To answer this question, ActUp did some basic online research, starting with the Corporations Branch of Saskatchewan Justice.

Value Village is registered in Saskatchewan as a retail store, with its head office in St. John’s New Brunswick. But the directors listed are all based in Bellevue, Washington.

 

On further research, we learned that Value Villages Inc. is the Canadian division of the second hand U.S.-based retail chain Savers. The President and CEO of Savers is Ken Alterman, a former PepsiCo executive. The chairman is Thomas Ellison, son of the company’s founder, who helped create the Salvation Army stores, then broke away to form a private for-profit version in 1954. Today Savers operates 208 second-hand stores in the United States, Canada and Australia.

 

The company is owned by the private equity investment firm Freeman Spogli and Co, which purchased Savers in mid-2006 from Berkshire Partners LLC for $US 550 million. Freeman Spogli owns a number of mid-level retail outlets, such as Mattress Giant and PETCO.

 

Here's what the blog site manimalia.org says about Freeman and Spogli:

 

Although Ronald P. Spogli, President Bush's newly nominated ambassador to Italy, studied in the country during college and later led a research project there on labor migration, it seems unlikely that those experiences served as the main reason for his June 2005 appointment. Spogli, a Los Angeles-based investment banker, also happens to be one of the president's most prolific donors. A classmate of the president at Harvard Business School, Spogli made his fortune in investment banking, founding the firm Freeman Spogli & Co. with fellow Bush fundraiser Brad Freeman. President Bush had previously appointed Spogli to the board of the U.S. State Department's Fulbright Foreign Scholarship Board.
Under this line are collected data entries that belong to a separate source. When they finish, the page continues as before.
use shared::ProtocolHealthSnapshot;

use super::{ApiClient, ApiError};

impl ApiClient {
    /// Protocol-wide health summary. Public endpoint.
    pub async fn protocol_health(&self) -> Result<ProtocolHealthSnapshot, ApiError> {
        let response = self.get("/protocol/health").send().await?;
        self.decode(response).await
    }
}
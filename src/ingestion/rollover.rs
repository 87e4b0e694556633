//! Midnight rollover for time-of-day streams
//!
//! Time-of-day readings (`HH:MM[:SS]`) carry no date, so a stream that runs
//! past midnight would restart at zero and look like one long burst of late
//! data. [`DayRollover`] keeps such streams on a continuous timeline: when a
//! time-of-day value falls more than half a day behind the previous one, a
//! new day has started and every following value is shifted by one more
//! day.
//!
//! Dated readings (epoch milliseconds) pass through untouched. Smaller
//! backward steps are left alone and reach the aggregator as late records.

use tracing::debug;

use crate::types::{Record, Timestamp, MILLIS_PER_DAY};

/// Backward step that counts as a new day rather than a late reading
pub const ROLLOVER_THRESHOLD_MS: i64 = MILLIS_PER_DAY / 2;

/// Per-stream day counter for time-of-day timestamps
#[derive(Debug, Clone, Default)]
pub struct DayRollover {
    /// Previous raw time-of-day value
    last_time_of_day: Option<Timestamp>,
    /// Whole days added so far
    days: i64,
}

impl DayRollover {
    /// Start on day zero
    pub fn new() -> Self {
        Self::default()
    }

    /// Days added to time-of-day readings so far
    pub fn days(&self) -> i64 {
        self.days
    }

    /// Map a raw timestamp onto the continuous timeline
    pub fn adjust(&mut self, timestamp: Timestamp) -> Timestamp {
        if !(0..MILLIS_PER_DAY).contains(&timestamp) {
            return timestamp;
        }

        if let Some(last) = self.last_time_of_day {
            if last - timestamp > ROLLOVER_THRESHOLD_MS {
                self.days += 1;
                debug!(
                    day = self.days,
                    previous = last,
                    current = timestamp,
                    "Time of day wrapped past midnight"
                );
            }
        }
        self.last_time_of_day = Some(timestamp);

        timestamp + self.days * MILLIS_PER_DAY
    }

    /// Apply [`adjust`](Self::adjust) to a record's timestamp
    pub fn apply(&mut self, mut record: Record) -> Record {
        record.timestamp = self.adjust(record.timestamp);
        record
    }
}
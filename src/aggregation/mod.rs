//! Windowed top-N aggregation
//!
//! - **window**: tumbling-window state machine ([`WindowAggregator`])
//! - **topn**: deterministic partial-sort selection ([`select_top_n`])
//!
//! # Example
//!
//! ```rust
//! use kuba_congestion::aggregation::WindowAggregator;
//! use kuba_congestion::types::Record;
//!
//! let mut agg = WindowAggregator::new(60_000, 1)?;
//! assert!(agg.accept(Record::new(10_000, "A", 5)).is_none());
//! assert!(agg.accept(Record::new(50_000, "B", 9)).is_none());
//!
//! let closed = agg.accept(Record::new(65_000, "C", 3)).unwrap();
//! assert_eq!(closed.records[0].source_id, "B");
//!
//! let last = agg.flush().unwrap();
//! assert_eq!(last.records[0].source_id, "C");
//! # Ok::<(), kuba_congestion::Error>(())
//! ```

pub mod topn;
pub mod window;

pub use topn::{congestion_order, select_top_n};
pub use window::{AggregatorStats, WindowAggregator, MAX_TOP_N};
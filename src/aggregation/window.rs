//! Tumbling-window top-N aggregation
//!
//! Buckets records into fixed windows `[start, start + duration)` on the
//! timeline defined by record timestamps (not arrival time) and emits the
//! top-N records of each window once it closes.
//!
//! # State machine
//!
//! ```text
//!            first record                  ts >= end
//!   [idle] ───────────────► [accumulating] ──────────► emit, open window(ts)
//!     ▲                          │    ▲                        │
//!     │         flush()          │    └────────────────────────┘
//!     └──────────────────────────┘  (emits if ≥ 1 record)
//! ```
//!
//! # Policies
//!
//! - Gaps: windows that received no record are never emitted.
//! - Late records (`ts < start`) are kept in the open window; there is no
//!   watermark or grace period.
//! - The open window's buffer is unbounded; its size is arrival rate times
//!   window duration.

use serde::Serialize;
use tracing::debug;

use super::topn::select_top_n;
use crate::error::{Error, Result};
use crate::types::{Record, Timestamp, Window, WindowResult};

/// Maximum accepted N
pub const MAX_TOP_N: usize = 10_000;

/// Aggregator counters
#[derive(Debug, Clone, Copy, Default, PartialEq, Eq, Serialize)]
pub struct AggregatorStats {
    /// Records passed to `accept`
    pub records_accepted: u64,
    /// Window results produced (including the final flush)
    pub windows_emitted: u64,
    /// Records that arrived before the open window's start
    pub late_records: u64,
    /// Empty windows skipped over by timestamp gaps
    pub skipped_windows: u64,
    /// Largest number of records held by one window
    pub peak_window_len: usize,
}

/// The window currently accumulating
#[derive(Debug)]
struct OpenWindow {
    window: Window,
    records: Vec<Record>,
}

/// Where an incoming record goes relative to the open window
enum Placement {
    /// No window open yet
    Open,
    /// Inside the open window
    Current,
    /// Before the open window's start
    Late,
    /// At or past the open window's end
    Advance,
}

/// Groups records into windows and selects the top N per window
#[derive(Debug)]
pub struct WindowAggregator {
    window_duration_ms: i64,
    top_n: usize,
    open: Option<OpenWindow>,
    stats: AggregatorStats,
}

impl WindowAggregator {
    /// Create an aggregator
    ///
    /// # Arguments
    ///
    /// * `window_duration_ms` - Window length in milliseconds, must be > 0
    /// * `top_n` - Records emitted per window, must be in `1..=MAX_TOP_N`
    ///
    /// # Errors
    ///
    /// Returns `Error::Configuration` for a non-positive duration or N.
    pub fn new(window_duration_ms: i64, top_n: usize) -> Result<Self> {
        if window_duration_ms <= 0 {
            return Err(Error::Configuration(format!(
                "window duration must be > 0 ms, got {}",
                window_duration_ms
            )));
        }
        if top_n == 0 || top_n > MAX_TOP_N {
            return Err(Error::Configuration(format!(
                "top_n must be in [1, {}], got {}",
                MAX_TOP_N, top_n
            )));
        }

        Ok(Self {
            window_duration_ms,
            top_n,
            open: None,
            stats: AggregatorStats::default(),
        })
    }

    /// Feed one record
    ///
    /// Returns the result of the previous window when this record closes it.
    pub fn accept(&mut self, record: Record) -> Option<WindowResult> {
        self.stats.records_accepted += 1;
        let ts = record.timestamp;

        let placement = match &self.open {
            None => Placement::Open,
            Some(open) if open.window.contains(ts) => Placement::Current,
            Some(open) if ts < open.window.start => Placement::Late,
            Some(_) => Placement::Advance,
        };

        match placement {
            Placement::Open => {
                self.open = Some(self.open_window(ts, record));
                None
            },
            Placement::Current => {
                self.push_current(record);
                None
            },
            Placement::Late => {
                self.stats.late_records += 1;
                debug!(
                    timestamp = ts,
                    source_id = %record.source_id,
                    "Late record assigned to open window"
                );
                self.push_current(record);
                None
            },
            Placement::Advance => {
                let next = self.open_window(ts, record);
                let next_start = next.window.start;
                let closed = self.open.replace(next)?;

                let gap = (next_start - closed.window.end) / self.window_duration_ms;
                if gap > 0 {
                    self.stats.skipped_windows += gap as u64;
                    debug!(skipped = gap, "Skipped empty windows");
                }
                self.finish(closed)
            },
        }
    }

    /// Close the open window at end of stream
    ///
    /// Returns its result if it holds at least one record. The aggregator
    /// is idle afterwards and may be reused.
    pub fn flush(&mut self) -> Option<WindowResult> {
        let open = self.open.take()?;
        self.finish(open)
    }

    /// The window currently accumulating, if any
    pub fn current_window(&self) -> Option<Window> {
        self.open.as_ref().map(|o| o.window)
    }

    /// Records buffered in the open window
    pub fn pending_len(&self) -> usize {
        self.open.as_ref().map_or(0, |o| o.records.len())
    }

    /// Configured window duration in milliseconds
    pub fn window_duration_ms(&self) -> i64 {
        self.window_duration_ms
    }

    /// Configured N
    pub fn top_n(&self) -> usize {
        self.top_n
    }

    /// Counter snapshot
    pub fn stats(&self) -> AggregatorStats {
        self.stats
    }

    fn open_window(&self, ts: Timestamp, record: Record) -> OpenWindow {
        OpenWindow {
            window: Window::containing(ts, self.window_duration_ms),
            records: vec![record],
        }
    }

    fn push_current(&mut self, record: Record) {
        if let Some(open) = self.open.as_mut() {
            open.records.push(record);
            if open.records.len() > self.stats.peak_window_len {
                self.stats.peak_window_len = open.records.len();
            }
        }
    }

    fn finish(&mut self, open: OpenWindow) -> Option<WindowResult> {
        if open.records.is_empty() {
            return None;
        }

        let total_records = open.records.len();
        if total_records > self.stats.peak_window_len {
            self.stats.peak_window_len = total_records;
        }
        let records = select_top_n(open.records, self.top_n);
        self.stats.windows_emitted += 1;

        debug!(
            window_start = open.window.start,
            window_end = open.window.end,
            total_records,
            emitted = records.len(),
            "Window closed"
        );

        Some(WindowResult {
            window: open.window,
            records,
            total_records,
        })
    }
}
Spogli and his wife, Georgia, made a whopping $802,807 in contributions to Republican candidates and party committees during the 2000, 2002 and 2004 election cycles.

 

 

With a basic Internet search combining the Freeman Spogli and WalMart names, I was unable to find a connection, other than representatives of both companies were on the guest list for a 2005 dinner with Prince Charles, hosted by George Bush, and both were on the donor list of the last Republican party convention. A small connection: Freeman Spogli also owns N.E.W., which supplies warranties and other related services to WalMart. They also own Ashbury Auto, which at one time had some business partnerships with Walmart, but they parted ways some years ago.

 

It's always possible that Freeman Spogli sold Value Village to Walmart very recently, and the official registration information hasn't been changed yet. But that is what we found for now.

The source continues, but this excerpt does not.